ACTIVITY
Look below for the line that contains "let bytes = match", then copy it and each following line exactly, through and including the line that contains "let point = G2Affine::from(G2Projective::from(hash_to_g2(data))".

◆ ◆ ◆ ◆ ◆ ◆ ◆

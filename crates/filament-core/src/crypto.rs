//! Keys and signatures for the two supported signature schemes.
//!
//! # Signing scheme
//!
//! - **secp256k1**: ECDSA with RFC-6979 nonces over `blake2b-256(data)`. The
//!   65-byte signature is `r ++ s ++ recovery id`, so the signer's public key
//!   (and address) can be recovered from it.
//! - **BLS**: BLS12-381 min-pk signatures. Public keys are compressed G1
//!   points (48 bytes), signatures compressed G2 points (96 bytes), and
//!   messages are hashed to G2 with the `_NUL_` ciphersuite DST.
//!
//! Private key bytes are a big-endian scalar for secp256k1 and a
//! little-endian scalar for BLS.

use bls12_381::hash_to_curve::{ExpandMsgXmd, HashToCurve};
use bls12_381::{G1Affine, G1Projective, G2Affine, G2Projective, Scalar};
use k256::ecdsa::{RecoveryId, SigningKey, VerifyingKey};
use std::fmt;
use std::str::FromStr;
use zeroize::{Zeroize, ZeroizeOnDrop, Zeroizing};

use crate::address::Address;
use crate::constants::{
    BLS_PUBLIC_KEY_LEN, BLS_SIGNATURE_LEN, BLS_SIG_DST, PRIVATE_KEY_LEN, SECP_PUBLIC_KEY_LEN,
    SECP_SIGNATURE_LEN,
};
use crate::error::CryptoError;
use crate::hash::blake2b_256;

/// Signature scheme; the discriminant is the wire signature-type tag.
#[derive(Clone, Copy, Debug, PartialEq, Eq, Hash, serde::Serialize, serde::Deserialize)]
#[serde(rename_all = "lowercase")]
#[repr(u8)]
pub enum SignatureType {
    Secp256k1 = 1,
    Bls = 2,
}

impl SignatureType {
    pub fn as_byte(self) -> u8 {
        self as u8
    }

    /// Signature length in bytes.
    pub fn signature_len(self) -> usize {
        match self {
            SignatureType::Secp256k1 => SECP_SIGNATURE_LEN,
            SignatureType::Bls => BLS_SIGNATURE_LEN,
        }
    }
}

impl TryFrom<u8> for SignatureType {
    type Error = CryptoError;

    fn try_from(b: u8) -> Result<Self, Self::Error> {
        match b {
            1 => Ok(SignatureType::Secp256k1),
            2 => Ok(SignatureType::Bls),
            _ => Err(CryptoError::InvalidSignature),
        }
    }
}

impl fmt::Display for SignatureType {
    fn fmt(&self, f: &mut fmt::Formatter<'_>) -> fmt::Result {
        match self {
            SignatureType::Secp256k1 => write!(f, "secp256k1"),
            SignatureType::Bls => write!(f, "bls"),
        }
    }
}

impl FromStr for SignatureType {
    type Err = CryptoError;

    fn from_str(s: &str) -> Result<Self, Self::Err> {
        match s.to_ascii_lowercase().as_str() {
            "secp256k1" | "secp" => Ok(SignatureType::Secp256k1),
            "bls" => Ok(SignatureType::Bls),
            _ => Err(CryptoError::UnknownSignatureType(s.to_string())),
        }
    }
}

/// 32-byte private key material. Zeroized on drop, redacted in `Debug`.
#[derive(Zeroize, ZeroizeOnDrop)]
pub struct PrivateKey {
    bytes: [u8; PRIVATE_KEY_LEN],
}

impl PrivateKey {
    pub fn from_bytes(bytes: [u8; PRIVATE_KEY_LEN]) -> Self {
        Self { bytes }
    }

    /// Raw key bytes. Handle with care.
    pub fn as_bytes(&self) -> &[u8; PRIVATE_KEY_LEN] {
        &self.bytes
    }
}

impl Clone for PrivateKey {
    fn clone(&self) -> Self {
        Self { bytes: self.bytes }
    }
}

impl fmt::Debug for PrivateKey {
    fn fmt(&self, f: &mut fmt::Formatter<'_>) -> fmt::Result {
        f.debug_struct("PrivateKey")
            .field("bytes", &"[REDACTED]")
            .finish()
    }
}

/// Public key for either scheme.
#[derive(Clone, PartialEq, Eq, Hash)]
pub enum PublicKey {
    /// Uncompressed SEC1 point (65 bytes).
    Secp256k1([u8; SECP_PUBLIC_KEY_LEN]),
    /// Compressed G1 point (48 bytes).
    Bls([u8; BLS_PUBLIC_KEY_LEN]),
}

impl PublicKey {
    pub fn sig_type(&self) -> SignatureType {
        match self {
            PublicKey::Secp256k1(_) => SignatureType::Secp256k1,
            PublicKey::Bls(_) => SignatureType::Bls,
        }
    }

    pub fn as_bytes(&self) -> &[u8] {
        match self {
            PublicKey::Secp256k1(b) => b,
            PublicKey::Bls(b) => b,
        }
    }

    /// Protocol 1 address for secp256k1 keys, protocol 3 for BLS keys.
    pub fn address(&self) -> Address {
        match self {
            PublicKey::Secp256k1(b) => Address::Secp256k1(crate::hash::blake2b_160(b)),
            PublicKey::Bls(b) => Address::Bls(*b),
        }
    }
}

impl fmt::Debug for PublicKey {
    fn fmt(&self, f: &mut fmt::Formatter<'_>) -> fmt::Result {
        write!(f, "PublicKey({}, {})", self.sig_type(), hex::encode(self.as_bytes()))
    }
}

/// A signature tagged with its scheme.
#[derive(Clone, Debug, PartialEq, Eq, Hash)]
pub struct Signature {
    sig_type: SignatureType,
    data: Vec<u8>,
}

impl Signature {
    pub fn new(sig_type: SignatureType, data: Vec<u8>) -> Result<Self, CryptoError> {
        if data.len() != sig_type.signature_len() {
            return Err(CryptoError::InvalidSignature);
        }
        Ok(Self { sig_type, data })
    }

    pub fn sig_type(&self) -> SignatureType {
        self.sig_type
    }

    pub fn data(&self) -> &[u8] {
        &self.data
    }

    /// Wire form: signature-type byte followed by the signature data.
    pub fn to_bytes(&self) -> Vec<u8> {
        let mut out = Vec::with_capacity(1 + self.data.len());
        out.push(self.sig_type.as_byte());
        out.extend_from_slice(&self.data);
        out
    }

    pub fn from_bytes(bytes: &[u8]) -> Result<Self, CryptoError> {
        let (&tag, data) = bytes.split_first().ok_or(CryptoError::InvalidSignature)?;
        Self::new(SignatureType::try_from(tag)?, data.to_vec())
    }

    /// Check that `signer` produced this signature over `data`.
    pub fn verify(&self, data: &[u8], signer: &Address) -> Result<(), CryptoError> {
        match (self.sig_type, signer) {
            (SignatureType::Secp256k1, Address::Secp256k1(_)) => {
                let recovered = recover_secp256k1(data, &self.data)?;
                if &recovered.address() != signer {
                    return Err(CryptoError::VerificationFailed);
                }
                Ok(())
            }
            (SignatureType::Bls, Address::Bls(public_key)) => {
                verify_bls(data, &self.data, public_key)
            }
            _ => Err(CryptoError::VerificationFailed),
        }
    }
}

/// Recover the signing public key from a 65-byte recoverable signature.
pub fn recover_secp256k1(data: &[u8], signature: &[u8]) -> Result<PublicKey, CryptoError> {
    if signature.len() != SECP_SIGNATURE_LEN {
        return Err(CryptoError::InvalidSignature);
    }
    let digest = blake2b_256(data);
    let sig = k256::ecdsa::Signature::from_slice(&signature[..64])
        .map_err(|_| CryptoError::InvalidSignature)?;
    let recovery_id =
        RecoveryId::from_byte(signature[64]).ok_or(CryptoError::InvalidSignature)?;
    let key = VerifyingKey::recover_from_prehash(&digest, &sig, recovery_id)
        .map_err(|_| CryptoError::VerificationFailed)?;
    let mut out = [0u8; SECP_PUBLIC_KEY_LEN];
    out.copy_from_slice(key.to_encoded_point(false).as_bytes());
    Ok(PublicKey::Secp256k1(out))
}

fn hash_to_g2(data: &[u8]) -> G2Affine {
    let point = <G2Projective as HashToCurve<ExpandMsgXmd<sha2_09::Sha256>>>::hash_to_curve(
        data,
        BLS_SIG_DST,
    );
    G2Affine::from(point)
}

fn verify_bls(
    data: &[u8],
    signature: &[u8],
    public_key: &[u8; BLS_PUBLIC_KEY_LEN],
) -> Result<(), CryptoError> {
    let sig_bytes: [u8; BLS_SIGNATURE_LEN] = signature
        .try_into()
        .map_err(|_| CryptoError::InvalidSignature)?;
    let sig: G2Affine = Option::from(G2Affine::from_compressed(&sig_bytes))
        .ok_or(CryptoError::InvalidSignature)?;
    let pk: G1Affine = Option::from(G1Affine::from_compressed(public_key))
        .ok_or(CryptoError::InvalidPublicKey)?;
    if bool::from(pk.is_identity()) {
        return Err(CryptoError::InvalidPublicKey);
    }
    let lhs = bls12_381::pairing(&pk, &hash_to_g2(data));
    let rhs = bls12_381::pairing(&G1Affine::generator(), &sig);
    if lhs != rhs {
        return Err(CryptoError::VerificationFailed);
    }
    Ok(())
}

fn bls_scalar(bytes: &[u8; PRIVATE_KEY_LEN]) -> Result<Scalar, CryptoError> {
    let scalar: Scalar =
        Option::from(Scalar::from_bytes(bytes)).ok_or(CryptoError::InvalidPrivateKey)?;
    if scalar == Scalar::zero() {
        return Err(CryptoError::InvalidPrivateKey);
    }
    Ok(scalar)
}

/// A private key together with its public key.
#[derive(Clone)]
pub struct KeyPair {
    private_key: PrivateKey,
    public_key: PublicKey,
}

impl KeyPair {
    /// Build a keypair from raw private key bytes.
    pub fn from_private_key(sig_type: SignatureType, bytes: &[u8]) -> Result<Self, CryptoError> {
        let bytes: [u8; PRIVATE_KEY_LEN] =
            bytes.try_into().map_err(|_| CryptoError::InvalidPrivateKey)?;
        let private_key = PrivateKey::from_bytes(bytes);
        let public_key = match sig_type {
            SignatureType::Secp256k1 => {
                let signing_key = SigningKey::from_slice(private_key.as_bytes())
                    .map_err(|_| CryptoError::InvalidPrivateKey)?;
                let mut out = [0u8; SECP_PUBLIC_KEY_LEN];
                out.copy_from_slice(
                    signing_key.verifying_key().to_encoded_point(false).as_bytes(),
                );
                PublicKey::Secp256k1(out)
            }
            SignatureType::Bls => {
                let scalar = bls_scalar(private_key.as_bytes())?;
                let point = G1Affine::from(G1Projective::generator() * scalar);
                PublicKey::Bls(point.to_compressed())
            }
        };
        Ok(Self {
            private_key,
            public_key,
        })
    }

    /// Generate a random keypair using the OS cryptographic RNG.
    pub fn generate(sig_type: SignatureType) -> Self {
        use rand::RngCore;
        loop {
            let bytes = match sig_type {
                SignatureType::Secp256k1 => {
                    let mut raw = Zeroizing::new([0u8; PRIVATE_KEY_LEN]);
                    rand::rngs::OsRng.fill_bytes(&mut *raw);
                    *raw
                }
                SignatureType::Bls => {
                    let mut wide = Zeroizing::new([0u8; 64]);
                    rand::rngs::OsRng.fill_bytes(&mut *wide);
                    Scalar::from_bytes_wide(&wide).to_bytes()
                }
            };
            // Rejects the (negligible) out-of-range and zero draws.
            if let Ok(kp) = Self::from_private_key(sig_type, &bytes) {
                return kp;
            }
        }
    }

    pub fn sig_type(&self) -> SignatureType {
        self.public_key.sig_type()
    }

    pub fn public_key(&self) -> &PublicKey {
        &self.public_key
    }

    pub fn private_key(&self) -> &PrivateKey {
        &self.private_key
    }

    pub fn address(&self) -> Address {
        self.public_key.address()
    }

    /// Sign arbitrary bytes (for messages: the CID bytes).
    pub fn sign(&self, data: &[u8]) -> Result<Signature, CryptoError> {
        match self.sig_type() {
            SignatureType::Secp256k1 => {
                let signing_key = SigningKey::from_slice(self.private_key.as_bytes())
                    .map_err(|_| CryptoError::InvalidPrivateKey)?;
                let digest = blake2b_256(data);
                let (sig, recovery_id) = signing_key
                    .sign_prehash_recoverable(&digest)
                    .map_err(|e| CryptoError::SigningFailed(e.to_string()))?;
                let mut out = Vec::with_capacity(SECP_SIGNATURE_LEN);
                out.extend_from_slice(&sig.to_bytes());
                out.push(recovery_id.to_byte());
                Signature::new(SignatureType::Secp256k1, out)
            }
            SignatureType::Bls => {
                let scalar = bls_scalar(self.private_key.as_bytes())?;
                let point = G2Affine::from(G2Projective::from(hash_to_g2(data)) * scalar);
                Signature::new(SignatureType::Bls, point.to_compressed().to_vec())
            }
        }
    }
}

impl fmt::Debug for KeyPair {
    fn fmt(&self, f: &mut fmt::Formatter<'_>) -> fmt::Result {
        f.debug_struct("KeyPair")
            .field("public_key", &self.public_key)
            .finish_non_exhaustive()
    }
}
//! Seed management and per-scheme key derivation.
//!
//! secp256k1 keys follow BIP-32 (HMAC-SHA512 chain codes). BLS keys follow
//! EIP-2333, feeding each path level's BIP-32 child number (hardened bit
//! included) in as the EIP-2333 index.

use bip32::{ChildNumber, XPrv};
use std::fmt;
use zeroize::{Zeroize, ZeroizeOnDrop, Zeroizing};

use filament_core::constants::PRIVATE_KEY_LEN;
use filament_core::crypto::{KeyPair, SignatureType};

use crate::eip2333;
use crate::error::WalletError;
use crate::path::DerivationPath;

/// Length of a BIP-39 seed.
pub const SEED_LEN: usize = 64;

/// A 64-byte BIP-39 seed.
///
/// Secret material is zeroized on drop to prevent leaking key material
/// in freed memory.
#[derive(Zeroize, ZeroizeOnDrop)]
pub struct Seed {
    bytes: [u8; SEED_LEN],
}

impl Seed {
    pub fn from_bytes(bytes: [u8; SEED_LEN]) -> Self {
        Self { bytes }
    }

    /// Get the raw seed bytes. Handle with care.
    pub fn as_bytes(&self) -> &[u8; SEED_LEN] {
        &self.bytes
    }
}

impl fmt::Debug for Seed {
    fn fmt(&self, f: &mut fmt::Formatter<'_>) -> fmt::Result {
        f.debug_struct("Seed")
            .field("bytes", &"[REDACTED]")
            .finish()
    }
}

fn bip32_err(e: bip32::Error) -> WalletError {
    WalletError::KeyDerivation(e.to_string())
}

/// BIP-32 secp256k1 derivation.
pub fn derive_secp256k1(seed: &Seed, path: &DerivationPath) -> Result<KeyPair, WalletError> {
    let mut xprv = XPrv::new(seed.as_bytes()).map_err(bip32_err)?;
    for child in path.children() {
        let number = ChildNumber::new(child.index(), child.hardened()).map_err(bip32_err)?;
        xprv = xprv.derive_child(number).map_err(bip32_err)?;
    }
    let mut secret = Zeroizing::new([0u8; PRIVATE_KEY_LEN]);
    secret.copy_from_slice(&xprv.private_key().to_bytes());
    Ok(KeyPair::from_private_key(
        SignatureType::Secp256k1,
        secret.as_slice(),
    )?)
}

/// EIP-2333 BLS derivation.
pub fn derive_bls(seed: &Seed, path: &DerivationPath) -> Result<KeyPair, WalletError> {
    let sk = eip2333::derive_path(seed.as_bytes(), path.child_numbers())?;
    let secret = Zeroizing::new(sk.to_bytes());
    Ok(KeyPair::from_private_key(SignatureType::Bls, secret.as_slice())?)
}

/// Derive the keypair for `sig_type` at `path`.
pub fn derive_keypair(
    seed: &Seed,
    sig_type: SignatureType,
    path: &DerivationPath,
) -> Result<KeyPair, WalletError> {
    match sig_type {
        SignatureType::Secp256k1 => derive_secp256k1(seed, path),
        SignatureType::Bls => derive_bls(seed, path),
    }
}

◆ ◆ ◆ ◆ ◆ ◆ ◆

SOLUTION BELOW
            let bytes = match sig_type {
                SignatureType::Secp256k1 => {
                    let mut raw = Zeroizing::new([0u8; PRIVATE_KEY_LEN]);
                    rand::rngs::OsRng.fill_bytes(&mut *raw);
                    *raw
                }
                SignatureType::Bls => {
                    let mut wide = Zeroizing::new([0u8; 64]);
                    rand::rngs::OsRng.fill_bytes(&mut *wide);
                    Scalar::from_bytes_wide(&wide).to_bytes()
                }
            };
            // Rejects the (negligible) out-of-range and zero draws.
            if let Ok(kp) = Self::from_private_key(sig_type, &bytes) {
                return kp;
            }
        }
    }

    pub fn sig_type(&self) -> SignatureType {
        self.public_key.sig_type()
    }

    pub fn public_key(&self) -> &PublicKey {
        &self.public_key
    }

    pub fn private_key(&self) -> &PrivateKey {
        &self.private_key
    }

    pub fn address(&self) -> Address {
        self.public_key.address()
    }

    /// Sign arbitrary bytes (for messages: the CID bytes).
    pub fn sign(&self, data: &[u8]) -> Result<Signature, CryptoError> {
        match self.sig_type() {
            SignatureType::Secp256k1 => {
                let signing_key = SigningKey::from_slice(self.private_key.as_bytes())
                    .map_err(|_| CryptoError::InvalidPrivateKey)?;
                let digest = blake2b_256(data);
                let (sig, recovery_id) = signing_key
                    .sign_prehash_recoverable(&digest)
                    .map_err(|e| CryptoError::SigningFailed(e.to_string()))?;
                let mut out = Vec::with_capacity(SECP_SIGNATURE_LEN);
                out.extend_from_slice(&sig.to_bytes());
                out.push(recovery_id.to_byte());
                Signature::new(SignatureType::Secp256k1, out)
            }
            SignatureType::Bls => {
                let scalar = bls_scalar(self.private_key.as_bytes())?;
                let point = G2Affine::from(G2Projective::from(hash_to_g2(data)) * scalar);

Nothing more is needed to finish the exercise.